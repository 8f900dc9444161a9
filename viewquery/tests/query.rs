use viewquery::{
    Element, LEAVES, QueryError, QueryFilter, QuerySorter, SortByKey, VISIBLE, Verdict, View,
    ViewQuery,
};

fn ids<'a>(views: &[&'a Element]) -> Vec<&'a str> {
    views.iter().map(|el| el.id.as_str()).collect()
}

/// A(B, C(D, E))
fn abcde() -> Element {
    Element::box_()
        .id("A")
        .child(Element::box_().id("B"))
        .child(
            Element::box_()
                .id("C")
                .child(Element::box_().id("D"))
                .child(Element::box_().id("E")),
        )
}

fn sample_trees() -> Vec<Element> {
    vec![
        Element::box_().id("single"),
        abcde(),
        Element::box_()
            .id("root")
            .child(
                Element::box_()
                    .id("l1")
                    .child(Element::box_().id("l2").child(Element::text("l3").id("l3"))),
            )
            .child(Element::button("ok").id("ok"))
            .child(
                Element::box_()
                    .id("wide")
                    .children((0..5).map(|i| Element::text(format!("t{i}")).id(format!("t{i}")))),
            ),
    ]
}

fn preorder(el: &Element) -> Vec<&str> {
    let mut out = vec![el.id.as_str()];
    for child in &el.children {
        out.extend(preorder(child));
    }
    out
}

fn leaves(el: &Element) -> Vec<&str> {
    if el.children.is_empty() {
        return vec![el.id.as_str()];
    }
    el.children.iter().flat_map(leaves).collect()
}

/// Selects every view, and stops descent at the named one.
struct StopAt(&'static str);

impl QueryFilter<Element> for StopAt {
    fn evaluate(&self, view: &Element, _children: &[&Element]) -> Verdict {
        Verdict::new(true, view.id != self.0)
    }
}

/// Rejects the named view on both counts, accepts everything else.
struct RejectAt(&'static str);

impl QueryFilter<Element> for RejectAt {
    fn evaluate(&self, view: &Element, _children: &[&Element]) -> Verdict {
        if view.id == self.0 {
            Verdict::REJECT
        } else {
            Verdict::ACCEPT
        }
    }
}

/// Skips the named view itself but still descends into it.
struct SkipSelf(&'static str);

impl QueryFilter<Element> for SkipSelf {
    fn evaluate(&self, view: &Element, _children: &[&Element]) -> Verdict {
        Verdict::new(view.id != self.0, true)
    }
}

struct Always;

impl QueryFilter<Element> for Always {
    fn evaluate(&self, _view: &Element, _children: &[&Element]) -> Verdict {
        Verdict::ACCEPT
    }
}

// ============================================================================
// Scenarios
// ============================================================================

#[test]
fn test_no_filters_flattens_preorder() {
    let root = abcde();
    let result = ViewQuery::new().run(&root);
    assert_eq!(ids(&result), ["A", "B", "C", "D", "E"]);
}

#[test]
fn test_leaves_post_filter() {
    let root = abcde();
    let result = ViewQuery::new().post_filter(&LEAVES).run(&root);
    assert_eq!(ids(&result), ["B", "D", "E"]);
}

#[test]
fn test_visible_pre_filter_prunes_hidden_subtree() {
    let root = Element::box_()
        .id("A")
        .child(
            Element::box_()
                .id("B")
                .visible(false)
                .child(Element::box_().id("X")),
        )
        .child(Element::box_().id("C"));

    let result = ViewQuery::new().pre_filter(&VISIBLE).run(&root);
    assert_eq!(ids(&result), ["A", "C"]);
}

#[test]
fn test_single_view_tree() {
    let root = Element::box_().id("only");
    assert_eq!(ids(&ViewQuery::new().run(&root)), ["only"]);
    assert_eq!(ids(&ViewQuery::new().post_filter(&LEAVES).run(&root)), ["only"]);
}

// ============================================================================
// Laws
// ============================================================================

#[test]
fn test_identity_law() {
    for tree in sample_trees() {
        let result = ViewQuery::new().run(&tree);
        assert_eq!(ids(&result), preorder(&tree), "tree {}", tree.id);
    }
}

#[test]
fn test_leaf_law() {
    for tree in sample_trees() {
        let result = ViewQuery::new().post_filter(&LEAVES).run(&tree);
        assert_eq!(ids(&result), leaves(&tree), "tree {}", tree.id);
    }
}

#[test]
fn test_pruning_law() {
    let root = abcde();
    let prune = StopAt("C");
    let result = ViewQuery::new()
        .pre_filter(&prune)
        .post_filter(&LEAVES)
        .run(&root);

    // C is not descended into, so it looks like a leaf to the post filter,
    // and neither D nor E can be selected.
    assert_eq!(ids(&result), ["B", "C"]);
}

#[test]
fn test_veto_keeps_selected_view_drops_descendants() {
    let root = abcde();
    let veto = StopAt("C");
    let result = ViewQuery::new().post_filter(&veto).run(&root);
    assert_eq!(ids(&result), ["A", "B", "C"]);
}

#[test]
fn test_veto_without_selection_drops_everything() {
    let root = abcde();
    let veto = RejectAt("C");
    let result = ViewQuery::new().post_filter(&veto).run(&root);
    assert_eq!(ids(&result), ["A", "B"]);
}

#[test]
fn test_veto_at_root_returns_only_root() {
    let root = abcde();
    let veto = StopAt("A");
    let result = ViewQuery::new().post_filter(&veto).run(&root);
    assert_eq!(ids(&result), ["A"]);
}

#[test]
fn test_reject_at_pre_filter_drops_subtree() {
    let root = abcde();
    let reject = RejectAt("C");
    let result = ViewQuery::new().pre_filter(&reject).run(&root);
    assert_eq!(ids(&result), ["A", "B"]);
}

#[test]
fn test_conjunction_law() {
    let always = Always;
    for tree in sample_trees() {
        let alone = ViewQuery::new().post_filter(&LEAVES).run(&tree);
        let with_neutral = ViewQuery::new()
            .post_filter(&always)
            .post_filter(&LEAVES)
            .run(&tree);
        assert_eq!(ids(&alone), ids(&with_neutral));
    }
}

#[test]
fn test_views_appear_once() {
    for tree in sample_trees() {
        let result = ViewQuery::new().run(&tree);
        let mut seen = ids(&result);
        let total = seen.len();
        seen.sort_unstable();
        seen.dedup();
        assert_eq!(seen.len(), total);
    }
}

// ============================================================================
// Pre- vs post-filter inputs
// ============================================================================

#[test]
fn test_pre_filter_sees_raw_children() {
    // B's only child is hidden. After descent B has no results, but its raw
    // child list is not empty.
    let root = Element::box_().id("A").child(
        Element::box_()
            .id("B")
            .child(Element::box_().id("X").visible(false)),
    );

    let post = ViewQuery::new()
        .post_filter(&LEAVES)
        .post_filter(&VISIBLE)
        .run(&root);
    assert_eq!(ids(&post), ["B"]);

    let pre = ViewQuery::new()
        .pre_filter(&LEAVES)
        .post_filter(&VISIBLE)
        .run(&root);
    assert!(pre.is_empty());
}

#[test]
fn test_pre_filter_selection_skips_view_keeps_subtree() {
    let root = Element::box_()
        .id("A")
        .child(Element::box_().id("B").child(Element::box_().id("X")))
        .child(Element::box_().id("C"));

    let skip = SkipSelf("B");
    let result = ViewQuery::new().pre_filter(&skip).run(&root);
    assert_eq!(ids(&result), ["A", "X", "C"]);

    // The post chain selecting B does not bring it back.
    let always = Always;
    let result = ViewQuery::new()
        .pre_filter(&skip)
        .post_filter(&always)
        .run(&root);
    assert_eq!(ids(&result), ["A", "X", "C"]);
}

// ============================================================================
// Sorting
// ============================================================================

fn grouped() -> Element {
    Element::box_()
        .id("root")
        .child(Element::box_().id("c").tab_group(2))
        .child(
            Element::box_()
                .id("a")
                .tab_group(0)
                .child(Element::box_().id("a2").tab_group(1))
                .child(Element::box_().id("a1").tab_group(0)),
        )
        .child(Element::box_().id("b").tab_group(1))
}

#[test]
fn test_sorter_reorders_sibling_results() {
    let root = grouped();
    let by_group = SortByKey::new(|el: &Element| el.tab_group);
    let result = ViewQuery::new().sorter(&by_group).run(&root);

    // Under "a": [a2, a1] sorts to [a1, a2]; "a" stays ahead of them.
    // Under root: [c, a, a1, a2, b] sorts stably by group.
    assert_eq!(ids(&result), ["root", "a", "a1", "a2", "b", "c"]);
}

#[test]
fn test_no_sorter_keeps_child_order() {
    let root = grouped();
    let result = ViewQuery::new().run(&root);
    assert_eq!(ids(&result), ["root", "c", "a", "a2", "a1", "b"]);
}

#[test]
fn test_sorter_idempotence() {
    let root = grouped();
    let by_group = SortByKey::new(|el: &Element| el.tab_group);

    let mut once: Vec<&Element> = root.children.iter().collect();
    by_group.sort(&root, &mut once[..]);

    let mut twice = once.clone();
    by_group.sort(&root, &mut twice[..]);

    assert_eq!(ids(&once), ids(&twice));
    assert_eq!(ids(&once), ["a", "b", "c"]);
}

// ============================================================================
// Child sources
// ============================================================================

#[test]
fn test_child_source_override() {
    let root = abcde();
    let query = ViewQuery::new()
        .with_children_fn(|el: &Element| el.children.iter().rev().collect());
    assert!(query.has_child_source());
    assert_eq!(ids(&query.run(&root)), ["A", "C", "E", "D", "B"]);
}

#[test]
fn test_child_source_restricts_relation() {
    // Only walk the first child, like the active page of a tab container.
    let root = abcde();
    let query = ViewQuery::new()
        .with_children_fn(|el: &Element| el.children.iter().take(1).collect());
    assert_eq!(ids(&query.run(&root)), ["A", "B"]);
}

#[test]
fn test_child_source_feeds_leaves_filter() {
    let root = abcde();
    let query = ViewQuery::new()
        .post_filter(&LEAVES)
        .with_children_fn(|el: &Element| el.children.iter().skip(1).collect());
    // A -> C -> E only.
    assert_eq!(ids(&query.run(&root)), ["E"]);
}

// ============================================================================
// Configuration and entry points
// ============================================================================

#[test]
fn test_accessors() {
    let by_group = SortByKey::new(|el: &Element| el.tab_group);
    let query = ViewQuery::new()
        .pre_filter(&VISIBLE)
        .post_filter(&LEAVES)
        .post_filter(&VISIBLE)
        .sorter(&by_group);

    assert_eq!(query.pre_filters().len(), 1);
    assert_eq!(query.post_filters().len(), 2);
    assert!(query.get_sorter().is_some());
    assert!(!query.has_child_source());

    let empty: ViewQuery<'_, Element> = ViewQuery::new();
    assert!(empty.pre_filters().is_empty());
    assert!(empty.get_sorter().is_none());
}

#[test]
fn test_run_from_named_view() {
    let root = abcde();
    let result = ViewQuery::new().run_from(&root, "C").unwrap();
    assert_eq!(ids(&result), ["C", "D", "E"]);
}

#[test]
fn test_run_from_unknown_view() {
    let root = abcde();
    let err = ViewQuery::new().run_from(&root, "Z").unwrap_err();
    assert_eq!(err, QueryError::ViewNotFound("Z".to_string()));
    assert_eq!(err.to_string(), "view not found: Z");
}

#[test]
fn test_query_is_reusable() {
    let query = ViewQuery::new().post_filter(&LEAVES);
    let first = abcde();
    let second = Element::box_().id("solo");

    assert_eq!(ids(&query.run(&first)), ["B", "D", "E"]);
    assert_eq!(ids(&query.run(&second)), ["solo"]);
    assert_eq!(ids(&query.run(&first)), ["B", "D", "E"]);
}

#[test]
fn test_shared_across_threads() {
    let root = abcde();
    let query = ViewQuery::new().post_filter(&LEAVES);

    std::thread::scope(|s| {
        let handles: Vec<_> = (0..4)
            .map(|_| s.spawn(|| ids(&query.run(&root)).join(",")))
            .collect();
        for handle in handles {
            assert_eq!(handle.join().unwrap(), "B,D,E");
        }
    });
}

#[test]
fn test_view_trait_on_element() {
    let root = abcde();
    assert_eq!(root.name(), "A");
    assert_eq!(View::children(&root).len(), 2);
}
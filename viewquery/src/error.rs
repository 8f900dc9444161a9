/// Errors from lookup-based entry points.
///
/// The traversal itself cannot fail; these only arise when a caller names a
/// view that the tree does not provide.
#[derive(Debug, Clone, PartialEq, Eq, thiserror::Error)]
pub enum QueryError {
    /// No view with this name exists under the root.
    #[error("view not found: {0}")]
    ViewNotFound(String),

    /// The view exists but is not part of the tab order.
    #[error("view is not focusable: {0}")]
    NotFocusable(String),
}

□ □ □ □ □

[EXERCISE] Reproduce, exactly and with both ends included, every line from the one that contains "under the root." to the end of the listing above.

[EXERCISE ANSWER]
    /// No view with this name exists under the root.
    #[error("view not found: {0}")]
    ViewNotFound(String),

    /// The view exists but is not part of the tab order.
    #[error("view is not focusable: {0}")]
    NotFocusable(String),
}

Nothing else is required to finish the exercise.